[Saved entries]
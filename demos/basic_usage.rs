//! Basic logger usage example
//!
//! Demonstrates console output, levels, payload, call context and
//! channel thresholds.
//!
//! Run with: cargo run --example basic_usage

use rust_tagged_logger::prelude::*;
use rust_tagged_logger::{error, info, warn};
use serde_json::json;
use std::sync::Arc;

fn main() -> Result<()> {
    println!("=== Rust Tagged Logger - Basic Usage Example ===\n");

    // Console output for every level, plus a buffer for warnings and errors
    let recent_problems = Arc::new(BufferSink::new(20));
    let logger = Logger::builder()
        .app_id("basic-demo")
        .metadata(json!({"version": env!("CARGO_PKG_VERSION")}))
        .channel(Arc::new(ConsoleSink::new()), None)
        .channel(recent_problems.clone(), Some(LogLevel::Warn))
        .build();

    println!("1. Logging at different levels:");
    logger.debug([LogArg::from("This is a debug message")]);
    logger.info([LogArg::from("This is an info message")]);
    logger.warn([LogArg::from("This is a warning message")]);
    logger.error([LogArg::from("This is an error message")]);

    println!("\n2. Payload and per-call metadata:");
    info!(
        logger,
        "Order placed",
        json!({"orderId": 42, "total": 19.99}),
        LogMeta::bake(json!({"requestId": "req-7"}))
    );

    println!("\n3. Sanitized payload:");
    warn!(
        logger,
        LogContext::new().sanitize(),
        "Login attempt",
        json!({"user": "bob", "password": "hunter2"})
    );

    println!("\n4. Errors with trimmed stacks:");
    let err = std::io::Error::new(std::io::ErrorKind::PermissionDenied, "cannot open /etc/shadow");
    error!(logger, LogContext::new().trim_stack(3), "Read failed", LogArg::error(&err));

    println!("\n5. Buffered warnings and errors:");
    println!("{}", recent_problems.buffer_to_string());

    logger.flush()?;
    println!("\n=== Example completed successfully! ===");
    Ok(())
}
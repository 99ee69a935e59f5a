//! Translator implementations

pub mod json_stringify;
pub mod sanitize_sensitive;
pub mod stringify_error;

pub use json_stringify::JsonStringifyTranslator;
pub use sanitize_sensitive::SanitizeTranslator;
pub use stringify_error::StackTranslator;

pub use crate::core::{IdentityTranslator, LogMessage, Translator};
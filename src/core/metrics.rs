//! Logger metrics for observability
//!
//! Counts dispatched entries and the outcome of every sink write, so a
//! failing sink is visible even though its errors never reach the caller.

use std::sync::atomic::{AtomicU64, Ordering};

/// Metrics for logger observability
///
/// # Example
///
/// ```
/// use rust_tagged_logger::LoggerMetrics;
///
/// let metrics = LoggerMetrics::new();
///
/// metrics.record_logged();
/// metrics.record_delivered();
/// metrics.record_failure();
///
/// assert_eq!(metrics.total_logged(), 1);
/// assert_eq!(metrics.sink_failures(), 1);
/// ```
#[derive(Debug, Default)]
pub struct LoggerMetrics {
    /// Entries handed to the registry
    total_logged: AtomicU64,

    /// Sink writes that succeeded
    sink_writes: AtomicU64,

    /// Sink writes that returned an error or panicked
    sink_failures: AtomicU64,

    /// Custom translator calls that panicked
    translator_failures: AtomicU64,
}

impl LoggerMetrics {
    /// Create a new metrics instance with all counters at zero
    pub const fn new() -> Self {
        Self {
            total_logged: AtomicU64::new(0),
            sink_writes: AtomicU64::new(0),
            sink_failures: AtomicU64::new(0),
            translator_failures: AtomicU64::new(0),
        }
    }

    #[inline]
    pub fn total_logged(&self) -> u64 {
        self.total_logged.load(Ordering::Relaxed)
    }

    #[inline]
    pub fn sink_writes(&self) -> u64 {
        self.sink_writes.load(Ordering::Relaxed)
    }

    #[inline]
    pub fn sink_failures(&self) -> u64 {
        self.sink_failures.load(Ordering::Relaxed)
    }

    #[inline]
    pub fn translator_failures(&self) -> u64 {
        self.translator_failures.load(Ordering::Relaxed)
    }

    #[inline]
    pub fn record_logged(&self) -> u64 {
        self.total_logged.fetch_add(1, Ordering::Relaxed)
    }

    #[inline]
    pub fn record_delivered(&self) -> u64 {
        self.sink_writes.fetch_add(1, Ordering::Relaxed)
    }

    #[inline]
    pub fn record_failure(&self) -> u64 {
        self.sink_failures.fetch_add(1, Ordering::Relaxed)
    }

    #[inline]
    pub fn record_translator_failure(&self) -> u64 {
        self.translator_failures.fetch_add(1, Ordering::Relaxed)
    }

    /// Failed sink writes as a percentage (0.0 - 100.0) of all sink writes
    ///
    /// Returns 0.0 if no sink write has been attempted.
    pub fn failure_rate(&self) -> f64 {
        let failed = self.sink_failures();
        let attempted = self.sink_writes() + failed;

        if attempted == 0 {
            0.0
        } else {
            (failed as f64 / attempted as f64) * 100.0
        }
    }

    /// Reset all counters to zero
    pub fn reset(&self) {
        self.total_logged.store(0, Ordering::Relaxed);
        self.sink_writes.store(0, Ordering::Relaxed);
        self.sink_failures.store(0, Ordering::Relaxed);
        self.translator_failures.store(0, Ordering::Relaxed);
    }
}

#[cfg(test)]
mod tests {
    use super::*;

    #[test]
    fn test_counters() {
        let metrics = LoggerMetrics::new();
        assert_eq!(metrics.record_logged(), 0);
        assert_eq!(metrics.record_logged(), 1);
        metrics.record_delivered();

        assert_eq!(metrics.total_logged(), 2);
        assert_eq!(metrics.sink_writes(), 1);
        assert_eq!(metrics.sink_failures(), 0);
    }

    #[test]
    fn test_failure_rate() {
        let metrics = LoggerMetrics::new();
        assert_eq!(metrics.failure_rate(), 0.0);

        for _ in 0..90 {
            metrics.record_delivered();
        }
        for _ in 0..10 {
            metrics.record_failure();
        }

        let rate = metrics.failure_rate();
        assert!((9.9..=10.1).contains(&rate), "Failure rate was {}", rate);
    }

    #[test]
    fn test_reset() {
        let metrics = LoggerMetrics::new();
        metrics.record_logged();
        metrics.record_failure();
        metrics.record_translator_failure();
        metrics.reset();
        assert_eq!(metrics.total_logged(), 0);
        assert_eq!(metrics.sink_failures(), 0);
        assert_eq!(metrics.translator_failures(), 0);
    }
}
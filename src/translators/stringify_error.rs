//! Error stack stringification

use crate::core::error_payload::stringify_error;
use crate::core::{LogMessage, Payload, Translator};
use serde_json::Value;

/// Replaces every error payload with its text form.
///
/// `trim` of `Some(0)` keeps only `"{name}: {message}"`; `None` keeps the
/// whole filtered stack.
#[derive(Debug, Clone, Copy, Default)]
pub struct StackTranslator {
    trim: Option<usize>,
}

impl StackTranslator {
    pub fn new(trim: Option<usize>) -> Self {
        Self { trim }
    }
}

impl Translator for StackTranslator {
    fn map(&self, message: LogMessage) -> LogMessage {
        let payload = message
            .payload
            .into_iter()
            .map(|item| match item {
                Payload::Error(error) => Payload::Value(Value::String(stringify_error(&error, self.trim))),
                other => other,
            })
            .collect();

        LogMessage {
            message: message.message,
            payload,
        }
    }
}

#[cfg(test)]
mod tests {
    use super::*;
    use crate::core::ErrorPayload;
    use serde_json::json;

    #[test]
    fn test_hidden_stack() {
        let input = LogMessage::new(
            "failed",
            vec![Payload::Value(json!(1)), Payload::Error(ErrorPayload::new("Error", "Oops"))],
        );

        let output = StackTranslator::new(Some(0)).map(input);
        assert_eq!(
            output.payload,
            vec![Payload::Value(json!(1)), Payload::Value(json!("Error: Oops"))]
        );
        assert!(!output.has_error_payload());
    }

    #[test]
    fn test_trimmed_stack() {
        let input = LogMessage::new("", vec![Payload::Error(ErrorPayload::new("TypeError", "bad"))]);
        let output = StackTranslator::new(Some(1)).map(input);
        assert_eq!(output.payload[0].as_str(), Some("TypeError: bad"));
    }
}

**WHAT YOU ARE ASKED TO DO:**
Retype exactly the lines from the start of the entries through the one with "fn main() ->"; include both ends.

**WRITTEN SOLUTION:**
filename demos/basic_usage.rs
//! Basic logger usage example
//!
//! Demonstrates console output, levels, payload, call context and
//! channel thresholds.
//!
//! Run with: cargo run --example basic_usage

use rust_tagged_logger::prelude::*;
use rust_tagged_logger::{error, info, warn};
use serde_json::json;
use std::sync::Arc;

fn main() -> Result<()> {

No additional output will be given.